Even earlier than this - in 1824 - the old Bath Hospital was founded for the relief of the afflicted poor from all parts of the country, whose ailments could be benefited by a course of waters. The results achieved by this institution bear eloquent testimony to the efficacy of the Harrogate waters. The erection of the Public Market in Cambridge Street and nearly opposite the railway station, in 1874, aroused once more the old spirit of opposition to improvement. The enterprise, however, has proved an excellent investment to the public authority of the town. It was built by the Improvement Commissioners then in power.

Harrogate has been pronounced by the most eminent authorities to be the "best sewered town in the kingdom." About the time the market was erected the Improvement Commissioners purchased the jenny Plain farm from the Duchy of Lancaster, and constructed a sewage system which is the admiration of all experts in such matters who visit it, and these are numberless.
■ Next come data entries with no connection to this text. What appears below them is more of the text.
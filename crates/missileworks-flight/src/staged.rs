//! Operator-flown staged projectile.
//!
//! Spawns high above the operator inside a small halo and dives under
//! autopilot with a tracking camera. Once the launch stage has run its
//! course the screen fades, the camera moves onto the body and the operator
//! takes over with the cluster payload armed.

use glam::Vec3;
use tracing::{debug, info};

use missileworks_core::config::{FlightProfile, StagedProfile};
use missileworks_core::enums::{Button, CameraMode, InputAxis, ProjectileKind, Stage};
use missileworks_core::error::{FlightResult, WorldError};
use missileworks_core::events::FlightEvent;
use missileworks_core::math::{halo_offset, orientation_toward};
use missileworks_core::types::{ActorRef, BodyHandle, CameraHandle};
use missileworks_core::world::WorldServices;
use missileworks_targeting::palette::color_for;
use missileworks_targeting::{scan, TargetClassifier, TargetRecord};

use crate::lifecycle::{
    tune_body_defaults, CollisionPolicy, FlightController, FlightState, SpawnContext, SpawnPose,
    TickContext,
};

#[derive(Debug, Clone)]
pub struct StagedController {
    profile: StagedProfile,
    /// Actor the body dives toward at launch.
    anchor: ActorRef,
    classifier: TargetClassifier,
    tracking_camera: Option<CameraHandle>,
}

impl StagedController {
    /// `operator` both flies the projectile and anchors its spawn point.
    pub fn new(profile: StagedProfile, operator: ActorRef) -> Self {
        Self {
            profile,
            anchor: operator,
            classifier: TargetClassifier::new(operator),
            tracking_camera: None,
        }
    }

    fn enter_cruise(&mut self, ctx: &mut TickContext<'_>) {
        let fade = self.profile.fade_ms;
        ctx.world.fade_out(fade);
        ctx.world.wait(fade);

        if let Err(err) = self.mount_camera(ctx) {
            debug!(projectile = %ctx.id, %err, "body camera unavailable");
        }
        ctx.state.can_control = true;

        let from = ctx.state.stage;
        let to = Stage::Cruise {
            payload_armed: true,
        };
        if ctx.state.stage.advance(to) {
            info!(projectile = %ctx.id, ?from, ?to, "stage changed");
            ctx.events.push(FlightEvent::StageChanged {
                id: ctx.id,
                from,
                to,
            });
        }

        ctx.world.fade_in(fade);
    }

    fn mount_camera(&mut self, ctx: &mut TickContext<'_>) -> Result<(), WorldError> {
        let camera = ctx
            .world
            .create_camera(ctx.kinematics.position, self.profile.camera_fov)?;
        let mounted = ctx
            .world
            .attach_camera_to(camera, ctx.body, self.profile.mounted_offset);
        discard_unmounted(&mut *ctx.world, camera, mounted)?;
        ctx.cameras
            .hand_off(ctx.id, camera, CameraMode::BodyMounted, &mut *ctx.world);
        if let Some(tracking) = self.tracking_camera.take() {
            ctx.cameras.retire(ctx.id, tracking, &mut *ctx.world);
        }
        Ok(())
    }

    /// Fire at up to `max_payloads` hostiles. Does nothing (and keeps the
    /// payload armed) when there is nobody to hit.
    fn release_payload(&self, ctx: &mut TickContext<'_>, hostiles: &[TargetRecord]) -> usize {
        if hostiles.is_empty() {
            debug!(projectile = %ctx.id, "release with no hostiles in range");
            return 0;
        }
        ctx.state.stage.disarm_payload();

        let count = hostiles.len().min(self.profile.max_payloads);
        for target in &hostiles[..count] {
            ctx.world
                .trigger_explosion(target.position, &self.profile.payload_explosion, ctx.owner);
        }
        info!(projectile = %ctx.id, count, "payload released");
        ctx.events.push(FlightEvent::PayloadReleased { id: ctx.id, count });
        count
    }
}

/// A camera that could not be mounted is destroyed before anyone owns it.
fn discard_unmounted(
    world: &mut dyn WorldServices,
    camera: CameraHandle,
    mounted: Result<(), WorldError>,
) -> Result<(), WorldError> {
    if mounted.is_err() {
        if let Err(err) = world.destroy_camera(camera) {
            debug!(?camera, %err, "unmounted camera already gone");
        }
    }
    mounted
}

impl FlightController for StagedController {
    fn kind(&self) -> ProjectileKind {
        ProjectileKind::Staged
    }

    fn profile(&self) -> &FlightProfile {
        &self.profile.flight
    }

    fn initial_stage(&self) -> Stage {
        Stage::Launch
    }

    /// The body is slow while the launch stage settles; only count a stall
    /// once that is over.
    fn stationary_grace_ms(&self) -> u64 {
        self.profile.launch_stage_ms + self.profile.stationary_margin_ms
    }

    fn configure(&mut self, _ctx: &mut SpawnContext<'_>) -> FlightResult<()> {
        self.profile.validate()
    }

    fn spawn_pose(&mut self, ctx: &mut SpawnContext<'_>) -> FlightResult<SpawnPose> {
        let anchor = ctx.world.actor_position(self.anchor)?;
        let position = anchor
            + halo_offset(
                &mut *ctx.rng,
                self.profile.spawn_height,
                self.profile.halo_radius,
            );
        let rotation = orientation_toward(position, anchor, self.profile.flight.forward_angle_offset)
            .unwrap_or(Vec3::ZERO);
        Ok(SpawnPose { position, rotation })
    }

    fn aim_point(&self, world: &dyn WorldServices) -> Option<Vec3> {
        world.actor_position(self.anchor).ok()
    }

    fn tune_body(&mut self, ctx: &mut SpawnContext<'_>, body: BodyHandle) -> FlightResult<()> {
        let aim = self.aim_point(&*ctx.world);
        tune_body_defaults(ctx.world, body, &self.profile.flight, aim)?;

        let forward = self.profile.flight.forward_unit();
        ctx.world
            .apply_force_relative(body, forward * self.profile.launch_impulse, None)?;
        ctx.world.mark_no_longer_needed(body)?;
        Ok(())
    }

    fn create_camera(&mut self, ctx: &mut SpawnContext<'_>, body: BodyHandle) -> Result<(), WorldError> {
        let position = ctx.world.read_kinematics(body)?.position + self.profile.tracking_offset;
        let camera = ctx.world.create_camera(position, self.profile.camera_fov)?;
        let pointed = ctx.world.point_camera_at(camera, body);
        discard_unmounted(&mut *ctx.world, camera, pointed)?;
        ctx.cameras
            .hand_off(ctx.id, camera, CameraMode::Tracking, &mut *ctx.world);
        self.tracking_camera = Some(camera);
        Ok(())
    }

    fn steer(&mut self, ctx: &mut TickContext<'_>) -> Result<(), WorldError> {
        if ctx.state.stage == Stage::Launch && ctx.age_ms >= self.profile.launch_stage_ms {
            self.enter_cruise(ctx);
        }

        let forward = self.profile.flight.forward_unit();
        ctx.world
            .apply_force_relative(ctx.body, forward * self.profile.flight.thrust, None)
    }

    fn apply_operator_input(&mut self, ctx: &mut TickContext<'_>) -> Result<(), WorldError> {
        let up_down = ctx.world.read_axis(InputAxis::UpDown).clamp(-1.0, 1.0);
        let left_right = ctx.world.read_axis(InputAxis::LeftRight).clamp(-1.0, 1.0);
        if up_down == 0.0 && left_right == 0.0 {
            return Ok(());
        }

        let force = Vec3::new(left_right, 0.0, up_down) * self.profile.correction_force;
        ctx.world.apply_force_at_center_of_mass(ctx.body, force, true)
    }

    fn run_targeting(&mut self, ctx: &mut TickContext<'_>) -> Result<(), WorldError> {
        let result = scan(
            &*ctx.world,
            &self.classifier,
            ctx.kinematics.position,
            self.profile.scan_radius,
        );

        for record in &result.markers {
            if let Some(at) = ctx.world.world_to_screen(record.position) {
                ctx.world.draw_marker(at, color_for(record.target_type));
            }
        }

        if ctx.state.stage.payload_armed() && ctx.world.is_pressed(Button::ReleasePayload) {
            self.release_payload(ctx, &result.hostiles);
        }
        Ok(())
    }

    fn collision_policy(&self, _state: &FlightState) -> CollisionPolicy {
        CollisionPolicy::Detonate
    }
}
The land, 310 acres in extent, lies in the outskirts of the town, along Ripon road on one side and Skipton road on the other. The sewage of the town and surface water are conveyed in separate sewers to the farm on Ripon road and to other fields in Wetherby Lane. The sewage is deodorised by passing over the land, which is rendered prolific of luxuriant crops. A large and complete scheme of flagging was carried out some years ago by the Improvement Commissioners, and asphalting rapidly followed where flagging became undesirable, with the result that Harrogate is completely furnished with dry walks. 

The acquisition by the town of Harlow Moor, leased by the Earl of Harewood to our local authority, was welcomed by the residents and visitors generally. The uncertain walks then existing were broadened and rendered dry in almost all weathers, seats placed at convenient intervals, and the passage even of bath chairs rendered more comfortable. From the moor fine stretches of attractive landscape and new panoramic views of Harrogate were opened out, and now the walk through the Bogs Valley Gardens, across the Bogs fields (where the wealth of Harrogate's mineral waters abounds), and over Harlow Moor has become one of the most popular promenades in the district. Next in order of improvements comes the acquisition of the Bogs Valley, which has been picturesquely laid out by the town, and presents one of the most charming resorts in all Harrogate, and being free, is largely frequented by those who delight to read under the grateful shade of its shrubbery, its graceful timber, and inhale the sweet perfumes of its wealth of bloom. Another great public work realized about this time was the gigantic storage reservoirs in the field beyond the Hydropathic. In the winter huge quantities of sulphur waters ran to waste, but the reservoirs, fitted with floating covers, now obviate to some extent this loss, for they contain the enormous supply of about 365,000 gallons always available at a convenient pressure. The future demand, however it may increase, can thus be adequately and liberally met. The crowning achievement of our public authority has been the purchase, for 29,500, of the Montpellier Gardens, where new baths are being erected at an additional cost of something like 60,000. The Sulphur Well and the whole of the medicinal waters and bathing systems are now in the hands of the Corporation, by whom an Inspector has been appointed for their efficient administration. In 1884 the Improvement Commissioners gave place to a Municipal Corporation, and since that date, the various public works have been conceived and carried out by that authority.